Le premier contact d’Anne Séverin avec la Chine date du lycée, avec ses premiers cours de chinois dispensés par sa prof de latin ! C’est un coup de cœur immédiat et, après le bac, Anne quitte Bordeaux pour enclencher un double cursus en droit et langues orientales.

Anne découvre son employeur très jeune, à l’occasion d’une conférence donnée aux étudiants. DS Avocats est alors l’un des deux seuls cabinets français qui disposent d’une antenne en Chine, à Pékin. Pour Anne, c’est l’opportunité professionnelle rêvée puisqu’elle permet de faire enfin le lien entre ses deux cursus.

Elle commence chez DS Avocats par des affaires chinoises traitées depuis Paris. Pendant près de 18 mois, la frustration de ne pas être sur place grandit. Le bureau de Pékin est malheureusement complet en terme de ressources humaines mais DS Avocats propose à Anne d’ouvrir un nouveau bureau à Shanghai. C’est le début de l’aventure chinoise. Avec le recul, Anne nous confie que la Chine a tellement changé depuis 17 ans que finalement c’est ce qui ne bouge pas qui devient le plus remarquable !

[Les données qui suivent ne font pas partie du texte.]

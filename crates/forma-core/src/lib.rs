//! Forma Core - Deterministic Generation Pipeline
//!
//! This crate provides the domain and pipeline layers for the Forma
//! project scaffolding tool. It is pure computation: no filesystem, no
//! network, no subscriber setup. The CLI and adapter crates feed it a
//! validated configuration and collect the rendered output.
//!
//! ## Architecture Overview
//!
//! ```text
//! ┌─────────────────────────────────────────┐
//! │           forma-cli (CLI)               │
//! │   (argument parsing, output, config)    │
//! └──────────────────┬──────────────────────┘
//!                    │ calls
//!                    ▼
//! ┌─────────────────────────────────────────┐
//! │         Pipeline (Orchestration)        │
//! │  (Renderer, GraphResolver, Scheduler,   │
//! │   PolicyResolver, PluginRegistry)       │
//! └──────────────────┬──────────────────────┘
//!                    │ drives
//!                    ▼
//! ┌─────────────────────────────────────────┐
//! │        Plugin contract (trait)          │
//! │    implemented by forma-adapters and    │
//! │        third-party stack crates         │
//! └──────────────────┬──────────────────────┘
//!                    │ writes into
//!                    ▼
//! ┌─────────────────────────────────────────┐
//! │       Domain Layer (Pure Data)          │
//! │ (ProjectConfig, Policy, Context,        │
//! │  Manifest, RenderResult)                │
//! └─────────────────────────────────────────┘
//! ```
//!
//! ## Usage
//!
//! ```rust,no_run
//! use forma_core::{
//!     domain::{ProjectConfig, ProjectType},
//!     pipeline::{PluginRegistry, Renderer, resolve_policy},
//! };
//!
//! let config = ProjectConfig::builder()
//!     .project_type(ProjectType::NextJs)
//!     .build()
//!     .unwrap();
//! let policy = resolve_policy(&config);
//!
//! let registry = PluginRegistry::new(); // register plugins here
//! let result = Renderer::new(&registry)
//!     .render(&config, &policy, None)
//!     .unwrap();
//! println!("{} files", result.files.len());
//! ```

// Re-export domain layer (stable, well-defined API)
pub mod domain;

// Re-export pipeline layer (orchestration logic)
pub mod pipeline;

// Re-export error types
pub mod error;

// Public API - what external crates should use
pub mod prelude {
    pub use crate::domain::{
        ConflictPolicy, GenerationContext, Manifest, ManifestEntry, Phase, Plugin, PluginError,
        Policy, ProjectConfig, ProjectType, RenderResult, RenderedFile, StrictnessPreset,
        ValidationReport,
    };
    pub use crate::error::{FormaError, FormaResult};
    pub use crate::pipeline::{PluginRegistry, Renderer, resolve_policy};
}

// Version info
pub const VERSION: &str = env!("CARGO_PKG_VERSION");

Au début des années 90, la Chine dispose de règlementations squelettiques en comparaison aux nombreux textes qui régissent le droit français. Et c’est bien là une opportunité professionnelle fantastique puisque « faire jurisprudence », le summum pour les avocats, est une ambition tout à fait possible. Anne aura ainsi pu contribuer à l’évolution du contrat « type Fesco » dont les clauses sont fixées par le gouvernement Chinois pour plusieurs années par l’équivalent d’un décret.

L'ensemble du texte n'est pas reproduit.